Echo held up a bag filled with three small, round, white pastries. “As you ordered, sir,” she said.
Markos laughed and grabbed the bag out of her hands, but she wasn’t amused. She kept staring at me. I must’ve looked terrified because she shook her head slightly.
“What are they, Markos?” Ari asked. She didn’t sound entirely pleased.
“Why don’t you try one and find out?” Markos said. He opened the bag and ate a pastry in one bite, then handed the package to Ari.
We watched him, all of us—even Echo. He crossed his arms over his chest, waiting. At first it happened so slowly I didn’t notice. But then I heard Ari gasp, and I shook myself out of my fog, because Markos was floating five feet above the ground and rising fast.
At ten feet he let out a yell and zoomed over our heads, swimming through the air.
“You’ve only got a few minutes, so don’t go too high,” Echo said, but Markos was already climbing, flapping his arms like a butterfly and disappearing into the dark and rain.
“Get up here, Win!” he called.
Ari looked at the bag and then at Echo. “Are these safe?”
Echo shrugged. “They’ll let you become impervious to gravity for a while. Nothing about that sounds safe to me.”
“And side effects?”
“Unpleasant. But since it’s a temporary spell, they won’t last long.”
“I have a memory spell from way back. Will the side effects be a problem?”
Echo considered her. I had a brief, terrified worry that she would lie to Ari to hurt her—I thought of nearly kissing Echo in the truck, and what Echo must think of Ari, my girlfriend—but then I shook it off. Echo wouldn’t do that, even if she was jealous. “No. You should be fine.”
Markos whooped and Ari looked at me, eyes sparkling. “Well?” she said.
“How could we not?” I asked.
Ari laughed, trying to sound unworried, and ate her pastry. “Mascarpone. Delicious.”
“Thank you,” Echo said.
Ari handed me the bag from shoulder height. “Holy shit! Win, hurry up!”
She spun away into the sky. Already she was more graceful than Markos. Her ballet training showed as she twirled and tumbled in the rain. I opened the bag, but Echo grabbed it out of my hands before I could fish out the last pastry.
“What the hell?”
“Have you taken your other one yet?” she asked quietly. I shook my head. “Then you can’t do this, Win. The side effects—”
“Come on!” I said. It came as something of a shock that I wanted to fly. I hadn’t wanted anything in so long. “I’ll take the other spell as soon as I get home.”
“Please trust me.”
“You said it wouldn’t mess with Ari’s side effects. Why am I different?”
She looked at me for a long moment, rain making her hair stick to her forehead so that her eyes seemed bigger. “Because you are.”

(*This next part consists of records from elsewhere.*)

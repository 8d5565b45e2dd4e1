//! Production Environment implementation using system time.

use std::time::Duration;

use guidechat_core::env::Environment;

/// Production environment on the system monotonic clock.
///
/// Uses `std::time::Instant::now()` for time and `tokio::time::sleep()` for
/// async sleeping.
#[derive(Debug, Clone, Copy, Default)]
pub struct SystemEnv;

impl SystemEnv {
    /// Create a new system environment.
    #[must_use]
    pub fn new() -> Self {
        Self
    }
}

impl Environment for SystemEnv {
    type Instant = std::time::Instant;

    fn now(&self) -> Self::Instant {
        std::time::Instant::now()
    }

    fn sleep(&self, duration: Duration) -> impl std::future::Future<Output = ()> + Send {
        tokio::time::sleep(duration)
    }
}

#[cfg(test)]
mod tests {
    use super::*;

    #[tokio::test]
    async fn system_env_sleep_works() {
        let env = SystemEnv::new();

        let start = env.now();
        env.sleep(Duration::from_millis(20)).await;
        let elapsed = env.now() - start;

        assert!(elapsed >= Duration::from_millis(20), "Sleep should wait at least 20ms");
    }
}
//! REST client.
//!
//! Every endpoint answers with an [`ApiResponse`] envelope; error responses
//! carry the reason in its `msg` field.

use std::{sync::Arc, time::Duration};

use async_trait::async_trait;
use guidechat_app::{ChatApi, FetchError, TokenProvider};
use guidechat_proto::{
    ChatMessage, MessageId, OutgoingMessage, RoomId, RoomInfo, RoomPage, UserId,
    payloads::{ApiResponse, StartRoomRequest},
};
use reqwest::{Method, RequestBuilder, Response, StatusCode};
use serde::de::DeserializeOwned;
use thiserror::Error;

use crate::ClientConfig;

const REQUEST_TIMEOUT: Duration = Duration::from_secs(10);
const CONNECT_TIMEOUT: Duration = Duration::from_secs(3);

/// REST errors.
#[derive(Debug, Error)]
pub enum ApiError {
    /// Request could not be sent or the response body could not be read.
    #[error("http error: {0}")]
    Http(#[from] reqwest::Error),

    /// Resource does not exist.
    #[error("not found")]
    NotFound,

    /// Server answered with a non-success status.
    #[error("server returned {status}: {message}")]
    Status {
        /// HTTP status code.
        status: u16,
        /// `msg` from the error envelope, or the raw body.
        message: String,
    },

    /// Response body did not match the expected shape.
    #[error("decode error: {0}")]
    Decode(String),
}

impl From<ApiError> for FetchError {
    fn from(err: ApiError) -> Self {
        match err {
            ApiError::NotFound => Self::NotFound,
            ApiError::Status { message, .. } if !message.is_empty() => Self::Failed(message),
            other => Self::Failed(other.to_string()),
        }
    }
}

/// Guide chat REST client.
pub struct HttpApi {
    client: reqwest::Client,
    base_url: String,
    tokens: Arc<dyn TokenProvider>,
    history_limit: u32,
    room_page_limit: u32,
}

impl std::fmt::Debug for HttpApi {
    fn fmt(&self, f: &mut std::fmt::Formatter<'_>) -> std::fmt::Result {
        f.debug_struct("HttpApi").field("base_url", &self.base_url).finish_non_exhaustive()
    }
}

impl HttpApi {
    /// Client for `config.api_url`, authenticating with `tokens`.
    pub fn new(config: &ClientConfig, tokens: Arc<dyn TokenProvider>) -> Result<Self, ApiError> {
        let client = reqwest::Client::builder()
            .timeout(REQUEST_TIMEOUT)
            .connect_timeout(CONNECT_TIMEOUT)
            .build()?;

        Ok(Self {
            client,
            base_url: config.api_url.clone(),
            tokens,
            history_limit: config.history_limit,
            room_page_limit: config.room_page_limit,
        })
    }

    fn request(&self, method: Method, path: &str) -> RequestBuilder {
        let builder = self.client.request(method, format!("{}{path}", self.base_url));
        match self.tokens.token() {
            Some(token) => builder.bearer_auth(token.expose()),
            None => builder,
        }
    }

    /// Room metadata. `Ok(None)` if the room does not exist.
    pub async fn room(&self, room_id: RoomId) -> Result<Option<RoomInfo>, ApiError> {
        let response = self.request(Method::GET, &format!("/api/userchat/rooms/{room_id}")).send().await?;
        match unwrap_envelope(response).await {
            Ok(room) => Ok(Some(room)),
            Err(ApiError::NotFound) => Ok(None),
            Err(e) => Err(e),
        }
    }

    /// Messages in chronological order, only those after `after` if given.
    pub async fn messages(
        &self,
        room_id: RoomId,
        after: Option<MessageId>,
    ) -> Result<Vec<ChatMessage>, ApiError> {
        let mut query = vec![("limit", self.history_limit.to_string())];
        if let Some(after) = after {
            query.push(("after", after.to_string()));
        }

        let response = self
            .request(Method::GET, &format!("/api/userchat/rooms/{room_id}/messages"))
            .query(&query)
            .send()
            .await?;
        unwrap_envelope(response).await
    }

    /// Post a message over REST instead of the broker.
    pub async fn post_message(&self, room_id: RoomId, content: &str) -> Result<ChatMessage, ApiError> {
        let body = OutgoingMessage { content: content.to_string() };
        let response = self
            .request(Method::POST, &format!("/api/userchat/rooms/{room_id}/messages"))
            .json(&body)
            .send()
            .await?;
        unwrap_envelope(response).await
    }

    /// One page of the current user's rooms.
    pub async fn list_rooms(&self, cursor: Option<&str>) -> Result<RoomPage, ApiError> {
        let mut query = vec![("limit", self.room_page_limit.to_string())];
        if let Some(cursor) = cursor {
            query.push(("cursor", cursor.to_string()));
        }

        let response = self.request(Method::GET, "/api/userchat/rooms").query(&query).send().await?;
        unwrap_envelope(response).await
    }

    /// Create a room between `guide_id` and `user_id`, or return the existing one.
    pub async fn start_room(&self, guide_id: UserId, user_id: UserId) -> Result<RoomInfo, ApiError> {
        let response = self
            .request(Method::POST, "/api/userchat/rooms/start")
            .json(&StartRoomRequest { guide_id, user_id })
            .send()
            .await?;
        unwrap_envelope(response).await
    }

    /// Delete a room.
    pub async fn delete_room(&self, room_id: RoomId) -> Result<(), ApiError> {
        let response = self.request(Method::DELETE, &format!("/api/userchat/rooms/{room_id}")).send().await?;
        check_status(response).await.map(drop)
    }
}

#[async_trait]
impl ChatApi for HttpApi {
    async fn fetch_room(&self, room_id: RoomId) -> Result<Option<RoomInfo>, FetchError> {
        Ok(self.room(room_id).await?)
    }

    async fn fetch_history(
        &self,
        room_id: RoomId,
        after: Option<MessageId>,
    ) -> Result<Vec<ChatMessage>, FetchError> {
        match self.messages(room_id, after).await {
            Ok(messages) => Ok(messages),
            Err(e) => {
                tracing::warn!(room_id, error = %e, "history fetch failed");
                Err(e.into())
            },
        }
    }
}

async fn check_status(response: Response) -> Result<Response, ApiError> {
    let status = response.status();
    if status == StatusCode::NOT_FOUND {
        return Err(ApiError::NotFound);
    }
    if status.is_success() {
        return Ok(response);
    }

    let body = response.text().await.unwrap_or_default();
    Err(ApiError::Status { status: status.as_u16(), message: error_message(&body) })
}

async fn unwrap_envelope<T: DeserializeOwned>(response: Response) -> Result<T, ApiError> {
    let body = check_status(response).await?.bytes().await?;
    let envelope: ApiResponse<T> =
        serde_json::from_slice(&body).map_err(|e| ApiError::Decode(e.to_string()))?;
    Ok(envelope.data)
}

/// `msg` from an error envelope, falling back to the raw body.
fn error_message(body: &str) -> String {
    serde_json::from_str::<serde_json::Value>(body)
        .ok()
        .and_then(|value| value.get("msg").and_then(|msg| msg.as_str()).map(str::to_string))
        .unwrap_or_else(|| body.trim().to_string())
}

#[cfg(test)]
mod tests {
    use super::*;

    #[test]
    fn error_message_prefers_envelope() {
        assert_eq!(error_message(r#"{"msg":"room is closed","data":null}"#), "room is closed");
        assert_eq!(error_message(" gateway timeout \n"), "gateway timeout");
    }

    #[test]
    fn fetch_error_mapping() {
        assert_eq!(FetchError::from(ApiError::NotFound), FetchError::NotFound);
        assert_eq!(
            FetchError::from(ApiError::Status { status: 403, message: "forbidden".into() }),
            FetchError::Failed("forbidden".into())
        );
        assert_eq!(
            FetchError::from(ApiError::Status { status: 500, message: String::new() }),
            FetchError::Failed("server returned 500: ".into())
        );
    }
}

I reached for the bag but she turned away, quicker than me in the wet sand. Markos yelped and then landed nearby with a thud.

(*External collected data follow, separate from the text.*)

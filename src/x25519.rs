// -*- mode: rust; -*-
//
// This file is part of twist25519.
// See LICENSE for licensing information.

//! The X25519 Diffie-Hellman function, as specified in RFC 7748.

use crate::montgomery::MontgomeryPoint;

/// The X25519 basepoint, for use with the bare, byte-oriented
/// [`x25519`] function.
pub const X25519_BASEPOINT_BYTES: [u8; 32] = [
    9, 0, 0, 0, 0, 0, 0, 0, 0, 0, 0, 0, 0, 0, 0, 0, 0, 0, 0, 0, 0, 0, 0, 0, 0, 0, 0, 0, 0, 0,
    0, 0,
];

/// The bare, byte-oriented X25519 function, exactly as specified in
/// RFC 7748.
///
/// The scalar `k` is clamped before use; the \\(u\\)-coordinate is
/// taken mod \\(2^{255}\\) and interpreted mod \\(p\\), matching the
/// RFC's decodeUCoordinate.
///
/// This function is intended for implementing the X25519 wire protocol;
/// the result may be all zeros when the input point is of small order,
/// and callers implementing a Diffie-Hellman exchange should check for
/// this.
pub fn x25519(k: [u8; 32], u: [u8; 32]) -> [u8; 32] {
    MontgomeryPoint(u).mul_clamped(k).to_bytes()
}

/// Compute the public key corresponding to the X25519 secret `k`,
/// i.e. `x25519(k, X25519_BASEPOINT_BYTES)`.
pub fn x25519_base(k: [u8; 32]) -> [u8; 32] {
    x25519(k, X25519_BASEPOINT_BYTES)
}
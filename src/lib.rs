// -*- mode: rust; -*-
//
// This file is part of twist25519.
// See LICENSE for licensing information.

//! # twist25519
//!
//! A pure-Rust implementation of group operations on the Edwards and
//! Montgomery forms of Curve25519, together with the protocols built
//! on them: Ed25519 signatures (RFC 8032) and the X25519
//! Diffie-Hellman function (RFC 7748).
//!
//! ## Organization
//!
//! * [`scalar`]: arithmetic on scalars modulo the group order
//!   \\( \ell = 2^{252} + 27742317777372353535851937790883648493 \\).
//! * [`edwards`]: the twisted Edwards group law, point compression and
//!   decompression, and fixed-base, variable-base, and double-scalar
//!   multiplication.
//! * [`montgomery`]: the Montgomery ladder on the \\(u\\)-line.
//! * [`x25519`]: the byte-oriented X25519 function.
//! * [`ed25519`]: a flat, byte-oriented Ed25519 interface for FFI and
//!   benchmarking; the typed [`SigningKey`] and [`VerifyingKey`] API
//!   re-exported at the crate root is preferred for application code.
//! * [`constants`]: curve parameters and precomputed tables.
//!
//! ## Constant-time guarantees
//!
//! All operations on secret data (field and scalar arithmetic, the
//! fixed-base and variable-base scalar multiplications, the Montgomery
//! ladder, signing) run in constant time: no branches or memory
//! accesses depend on secret values, and table lookups go through an
//! audited constant-time select.  Functions whose names begin with
//! `vartime` take time dependent on their inputs and must only be used
//! with public data, as in signature verification.
//!
//! ## Signing modes
//!
//! [`SigningKey::sign`] is deterministic EdDSA exactly as specified in
//! RFC 8032 and reproduces the RFC test vectors byte-for-byte.
//! [`SigningKey::sign_hedged`] additionally mixes fresh randomness
//! into the nonce derivation; the resulting signatures still verify
//! under the same public key but are not reproducible.

#![deny(missing_docs)]
#![allow(clippy::needless_range_loop)]

#[macro_use]
mod macros;

pub mod constants;
pub mod edwards;
pub mod montgomery;
pub mod scalar;
pub mod traits;
pub mod x25519;

pub mod ed25519;

mod curve_models;
mod field;
mod window;

mod errors;
mod signature;
mod signing;
mod verifying;

pub use crate::errors::SignatureError;
pub use crate::signature::Signature;
pub use crate::signing::{SecretKey, SigningKey};
pub use crate::verifying::VerifyingKey;

pub use crate::constants::{
    KEYPAIR_LENGTH, PUBLIC_KEY_LENGTH, SECRET_KEY_LENGTH, SIGNATURE_LENGTH,
};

He hoisted himself to his feet, swayed, and then barfed. On his side now, he moaned. “I feel like shit,” he said.
“It’ll wear off,” Echo told him.
“Oh man. Fuck you. Seriously fuck you.”
“The spell makes you weightless physically. Mentally, it brings you down. Way down.” She said it loud enough for Markos to hear, but she was staring straight at me.
“What am I supposed to tell them?” I muttered. Ari buzzed by my head, lightly tapping me with her pointed toe. Markos swore loudly, a string of uninterrupted curses.

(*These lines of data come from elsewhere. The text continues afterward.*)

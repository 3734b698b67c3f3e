// -*- mode: rust; -*-
//
// This file is part of twist25519.
// See LICENSE for licensing information.

//! Module for common traits.

use subtle::ConstantTimeEq;

/// Trait for getting the identity element of a point type.
pub trait Identity {
    /// Returns the identity element of the curve.
    /// Can be used as a constructor.
    fn identity() -> Self;
}

/// Trait for testing if a curve point is equivalent to the identity point.
pub trait IsIdentity {
    /// Return true if this element is the identity element of the curve.
    fn is_identity(&self) -> bool;
}

/// Implement generic identity equality testing for a point representation
/// which has constant-time equality testing and a defined identity
/// constructor.
impl<T> IsIdentity for T
where
    T: ConstantTimeEq + Identity,
{
    fn is_identity(&self) -> bool {
        self.ct_eq(&T::identity()).into()
    }
}
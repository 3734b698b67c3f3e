// -*- mode: rust; -*-
//
// This file is part of twist25519.
// See LICENSE for licensing information.

//! This module contains various constants (such as curve parameters
//! and useful field elements like `sqrt(-1)`), as well as
//! lookup tables of pre-computed points.

use std::sync::OnceLock;

use crate::curve_models::AffineNielsPoint;
use crate::edwards::{EdwardsBasepointTable, EdwardsPoint};
use crate::field::FieldElement;
use crate::scalar::Scalar52;
use crate::window::NafLookupTable5;

/// The length of an ed25519 secret key (seed), in bytes.
pub const SECRET_KEY_LENGTH: usize = 32;

/// The length of an ed25519 public key, in bytes.
pub const PUBLIC_KEY_LENGTH: usize = 32;

/// The length of an ed25519 keypair encoding (seed followed by public
/// key), in bytes.
pub const KEYPAIR_LENGTH: usize = SECRET_KEY_LENGTH + PUBLIC_KEY_LENGTH;

/// The length of an ed25519 signature, in bytes.
pub const SIGNATURE_LENGTH: usize = 64;

/// Edwards `d` value, equal to `-121665/121666 mod p`.
pub(crate) const EDWARDS_D: FieldElement = FieldElement([
    929955233495203,
    466365720129213,
    1662059464998953,
    2033849074728123,
    1442794654840575,
]);

/// Edwards `2*d` value, equal to `2*(-121665/121666) mod p`.
pub(crate) const EDWARDS_D2: FieldElement = FieldElement([
    1859910466990425,
    932731440258426,
    1072319116312658,
    1815898335770999,
    633789495995903,
]);

/// Precomputed value of one of the square roots of -1 (mod p).
pub(crate) const SQRT_M1: FieldElement = FieldElement([
    1718705420411056,
    234908883556509,
    2233514472574048,
    2117202627021982,
    765476049583133,
]);

/// `APLUS2_OVER_FOUR` is (A+2)/4, where A=486662 is the Montgomery
/// curve parameter.  (This is used internally within the Montgomery
/// ladder.)
pub(crate) const APLUS2_OVER_FOUR: FieldElement = FieldElement([121666, 0, 0, 0, 0]);

/// `L` is the order of base point, i.e.
/// 2^252 + 27742317777372353535851937790883648493.
pub(crate) const L: Scalar52 = Scalar52([
    0x0002631a5cf5d3ed,
    0x000dea2f79cd6581,
    0x000000000014def9,
    0x0000000000000000,
    0x0000100000000000,
]);

/// `MU` = floor(2^512 / L), the precomputed approximate inverse of the
/// group order used by Barrett reduction.
pub(crate) const MU: Scalar52 = Scalar52([
    0x000ce5a30a2c131b,
    0x0005d086329a7ed9,
    0x000fffffeb210621,
    0x000fffffffffffff,
    0x000fffffffffffff,
]);

/// The Ed25519 basepoint, as a `CompressedEdwardsY`.  The basepoint
/// has y = 4/5 and positive x.
pub const ED25519_BASEPOINT_COMPRESSED: crate::edwards::CompressedEdwardsY =
    crate::edwards::CompressedEdwardsY([
        0x58, 0x66, 0x66, 0x66, 0x66, 0x66, 0x66, 0x66,
        0x66, 0x66, 0x66, 0x66, 0x66, 0x66, 0x66, 0x66,
        0x66, 0x66, 0x66, 0x66, 0x66, 0x66, 0x66, 0x66,
        0x66, 0x66, 0x66, 0x66, 0x66, 0x66, 0x66, 0x66,
    ]);

/// The Ed25519 basepoint, as an `EdwardsPoint`.  This is called
/// `_POINT` to distinguish it from the basepoint table, which should
/// be used for scalar multiplication (it's much faster).
pub const ED25519_BASEPOINT_POINT: EdwardsPoint = EdwardsPoint {
    X: FieldElement([
        1738742601995546,
        1146398526822698,
        2070867633025821,
        562264141797630,
        587772402128613,
    ]),
    Y: FieldElement([
        1801439850948184,
        1351079888211148,
        450359962737049,
        900719925474099,
        1801439850948198,
    ]),
    Z: FieldElement([1, 0, 0, 0, 0]),
    T: FieldElement([
        1841354044333475,
        16398895984059,
        755974180946558,
        900171276175154,
        1821297809914039,
    ]),
};

/// The 8-torsion subgroup E[8].
///
/// In the case of Curve25519, it is cyclic; the `i`th element of the
/// array is `i*P`, where `P` is a point of order 8 generating E[8].
///
/// Thus E[4] is the points indexed by 0,2,4,6 and E[2] is the points
/// indexed by 0,4.
pub const EIGHT_TORSION: [EdwardsPoint; 8] = [
    EdwardsPoint {
        X: FieldElement([0, 0, 0, 0, 0]),
        Y: FieldElement([1, 0, 0, 0, 0]),
        Z: FieldElement([1, 0, 0, 0, 0]),
        T: FieldElement([0, 0, 0, 0, 0]),
    },
    EdwardsPoint {
        X: FieldElement([
            358744748052810,
            1691584618240980,
            977650209285361,
            1429865912637724,
            560044844278676,
        ]),
        Y: FieldElement([
            84926274344903,
            473620666599931,
            365590438845504,
            1028470286882429,
            2146499180330972,
        ]),
        Z: FieldElement([1, 0, 0, 0, 0]),
        T: FieldElement([
            1448326834587521,
            1857896831960481,
            1093722731865333,
            1677408490711241,
            1915505153018406,
        ]),
    },
    EdwardsPoint {
        X: FieldElement([
            533094393274173,
            2016890930128738,
            18285341111199,
            134597186663265,
            1486323764102114,
        ]),
        Y: FieldElement([0, 0, 0, 0, 0]),
        Z: FieldElement([1, 0, 0, 0, 0]),
        T: FieldElement([0, 0, 0, 0, 0]),
    },
    EdwardsPoint {
        X: FieldElement([
            358744748052810,
            1691584618240980,
            977650209285361,
            1429865912637724,
            560044844278676,
        ]),
        Y: FieldElement([
            2166873539340326,
            1778179147085316,
            1886209374839743,
            1223329526802818,
            105300633354275,
        ]),
        Z: FieldElement([1, 0, 0, 0, 0]),
        T: FieldElement([
            803472979097708,
            393902981724766,
            1158077081819914,
            574391322974006,
            336294660666841,
        ]),
    },
    EdwardsPoint {
        X: FieldElement([0, 0, 0, 0, 0]),
        Y: FieldElement([
            2251799813685228,
            2251799813685247,
            2251799813685247,
            2251799813685247,
            2251799813685247,
        ]),
        Z: FieldElement([1, 0, 0, 0, 0]),
        T: FieldElement([0, 0, 0, 0, 0]),
    },
    EdwardsPoint {
        X: FieldElement([
            1893055065632419,
            560215195444267,
            1274149604399886,
            821933901047523,
            1691754969406571,
        ]),
        Y: FieldElement([
            2166873539340326,
            1778179147085316,
            1886209374839743,
            1223329526802818,
            105300633354275,
        ]),
        Z: FieldElement([1, 0, 0, 0, 0]),
        T: FieldElement([
            1448326834587521,
            1857896831960481,
            1093722731865333,
            1677408490711241,
            1915505153018406,
        ]),
    },
    EdwardsPoint {
        X: FieldElement([
            1718705420411056,
            234908883556509,
            2233514472574048,
            2117202627021982,
            765476049583133,
        ]),
        Y: FieldElement([0, 0, 0, 0, 0]),
        Z: FieldElement([1, 0, 0, 0, 0]),
        T: FieldElement([0, 0, 0, 0, 0]),
    },
    EdwardsPoint {
        X: FieldElement([
            1893055065632419,
            560215195444267,
            1274149604399886,
            821933901047523,
            1691754969406571,
        ]),
        Y: FieldElement([
            84926274344903,
            473620666599931,
            365590438845504,
            1028470286882429,
            2146499180330972,
        ]),
        Z: FieldElement([1, 0, 0, 0, 0]),
        T: FieldElement([
            803472979097708,
            393902981724766,
            1158077081819914,
            574391322974006,
            336294660666841,
        ]),
    },
];

/// Odd multiples of the basepoint `[B, 3B, 5B, 7B, 9B, 11B, 13B, 15B]`,
/// used by the variable-time double-scalar multiplication in signature
/// verification.
pub(crate) const AFFINE_ODD_MULTIPLES_OF_BASEPOINT: NafLookupTable5<AffineNielsPoint> =
    NafLookupTable5([
        AffineNielsPoint {
            y_plus_x: FieldElement([
                1288382639258501,
                245678601348599,
                269427782077623,
                1462984067271730,
                137412439391563,
            ]),
            y_minus_x: FieldElement([
                62697248952638,
                204681361388450,
                631292143396476,
                338455783676468,
                1213667448819585,
            ]),
            xy2d: FieldElement([
                301289933810280,
                1259582250014073,
                1422107436869536,
                796239922652654,
                1953934009299142,
            ]),
        },
        AffineNielsPoint {
            y_plus_x: FieldElement([
                1601611775252272,
                1720807796594148,
                1132070835939856,
                1260455018889551,
                2147779492816911,
            ]),
            y_minus_x: FieldElement([
                316559037616741,
                2177824224946892,
                1459442586438991,
                1461528397712656,
                751590696113597,
            ]),
            xy2d: FieldElement([
                1850748884277385,
                1200145853858453,
                1068094770532492,
                672251375690438,
                1586055907191707,
            ]),
        },
        AffineNielsPoint {
            y_plus_x: FieldElement([
                769950342298419,
                132954430919746,
                844085933195555,
                974092374476333,
                726076285546016,
            ]),
            y_minus_x: FieldElement([
                425251763115706,
                608463272472562,
                442562545713235,
                837766094556764,
                374555092627893,
            ]),
            xy2d: FieldElement([
                1086255230780037,
                274979815921559,
                1960002765731872,
                929474102396301,
                1190409889297339,
            ]),
        },
        AffineNielsPoint {
            y_plus_x: FieldElement([
                665000864555967,
                2065379846933859,
                370231110385876,
                350988370788628,
                1233371373142985,
            ]),
            y_minus_x: FieldElement([
                2019367628972465,
                676711900706637,
                110710997811333,
                1108646842542025,
                517791959672113,
            ]),
            xy2d: FieldElement([
                965130719900578,
                247011430587952,
                526356006571389,
                91986625355052,
                2157223321444601,
            ]),
        },
        AffineNielsPoint {
            y_plus_x: FieldElement([
                1802695059465007,
                1664899123557221,
                593559490740857,
                2160434469266659,
                927570450755031,
            ]),
            y_minus_x: FieldElement([
                1725674970513508,
                1933645953859181,
                1542344539275782,
                1767788773573747,
                1297447965928905,
            ]),
            xy2d: FieldElement([
                1381809363726107,
                1430341051343062,
                2061843536018959,
                1551778050872521,
                2036394857967624,
            ]),
        },
        AffineNielsPoint {
            y_plus_x: FieldElement([
                1970894096313054,
                528066325833207,
                1619374932191227,
                2207306624415883,
                1169170329061080,
            ]),
            y_minus_x: FieldElement([
                2070390218572616,
                1458919061857835,
                624171843017421,
                1055332792707765,
                433987520732508,
            ]),
            xy2d: FieldElement([
                893653801273833,
                1168026499324677,
                1242553501121234,
                1306366254304474,
                1086752658510815,
            ]),
        },
        AffineNielsPoint {
            y_plus_x: FieldElement([
                213454002618221,
                939771523987438,
                1159882208056014,
                317388369627517,
                621213314200687,
            ]),
            y_minus_x: FieldElement([
                1971678598905747,
                338026507889165,
                762398079972271,
                655096486107477,
                42299032696322,
            ]),
            xy2d: FieldElement([
                177130678690680,
                1754759263300204,
                1864311296286618,
                1180675631479880,
                1292726903152791,
            ]),
        },
        AffineNielsPoint {
            y_plus_x: FieldElement([
                1913163449625248,
                460779200291993,
                2193883288642314,
                1008900146920800,
                1721983679009502,
            ]),
            y_minus_x: FieldElement([
                1070401523076875,
                1272492007800961,
                1910153608563310,
                2075579521696771,
                1191169788841221,
            ]),
            xy2d: FieldElement([
                692896803108118,
                500174642072499,
                2068223309439677,
                1162190621851337,
                1426986007309901,
            ]),
        },
    ]);

static ED25519_BASEPOINT_TABLE_CELL: OnceLock<EdwardsBasepointTable> = OnceLock::new();

/// A radix-16 table of multiples of the Ed25519 basepoint, for use in
/// fixed-base scalar multiplication.
///
/// The table is built on first use and shared for the lifetime of the
/// process.
pub fn ed25519_basepoint_table() -> &'static EdwardsBasepointTable {
    ED25519_BASEPOINT_TABLE_CELL
        .get_or_init(|| EdwardsBasepointTable::create(&ED25519_BASEPOINT_POINT))
}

“Not my problem. I can’t let you have this.” She shook the bag.
“What, because of some sort of hekamist’s code of ethics?” I meant it sarcastically, but she nodded.
“Something like that.”
“Please for the love of god kill me!” Markos shouted. Echo looked at me pointedly.
“But Markos paid you for three. . . .”
“I’ll take it out of your tab.”
Ari floated to the ground, as graceful as always, until both feet touched sand. Then she shuddered and sank to her knees. Very slowly she lowered her forehead straight down until it rested on the sand, like someone praying.
“I hate you, Markos,” Ari said.
“You’re welcome.”
“I’m going to hold my breath until I stop breathing.”
“Ari?” I said.
“I hate you, too, Win.”
Something flared in my chest, and it took a second to figure out why my back clenched up and my jaw ached. I was angry. Not at Echo for denying me flight. At my supposed friends, for—what? Co-opting my sadness?
Aching and moaning on the ground, wailing and gnashing their teeth. This wasn’t the same as Ari’s freakout over the Manhattan Ballet, which at least was genuine, even if it didn’t last very long. This felt like a parody of what I was living, day in, day out. I knew they weren’t doing it on purpose, but it didn’t matter. They took what was horrible and secret and mine and lurched around like drunks, proclaiming it to the world.
And what was worse, they got to fly. I never got to fly, so why I did I feel like shit? Where’s the balance in that?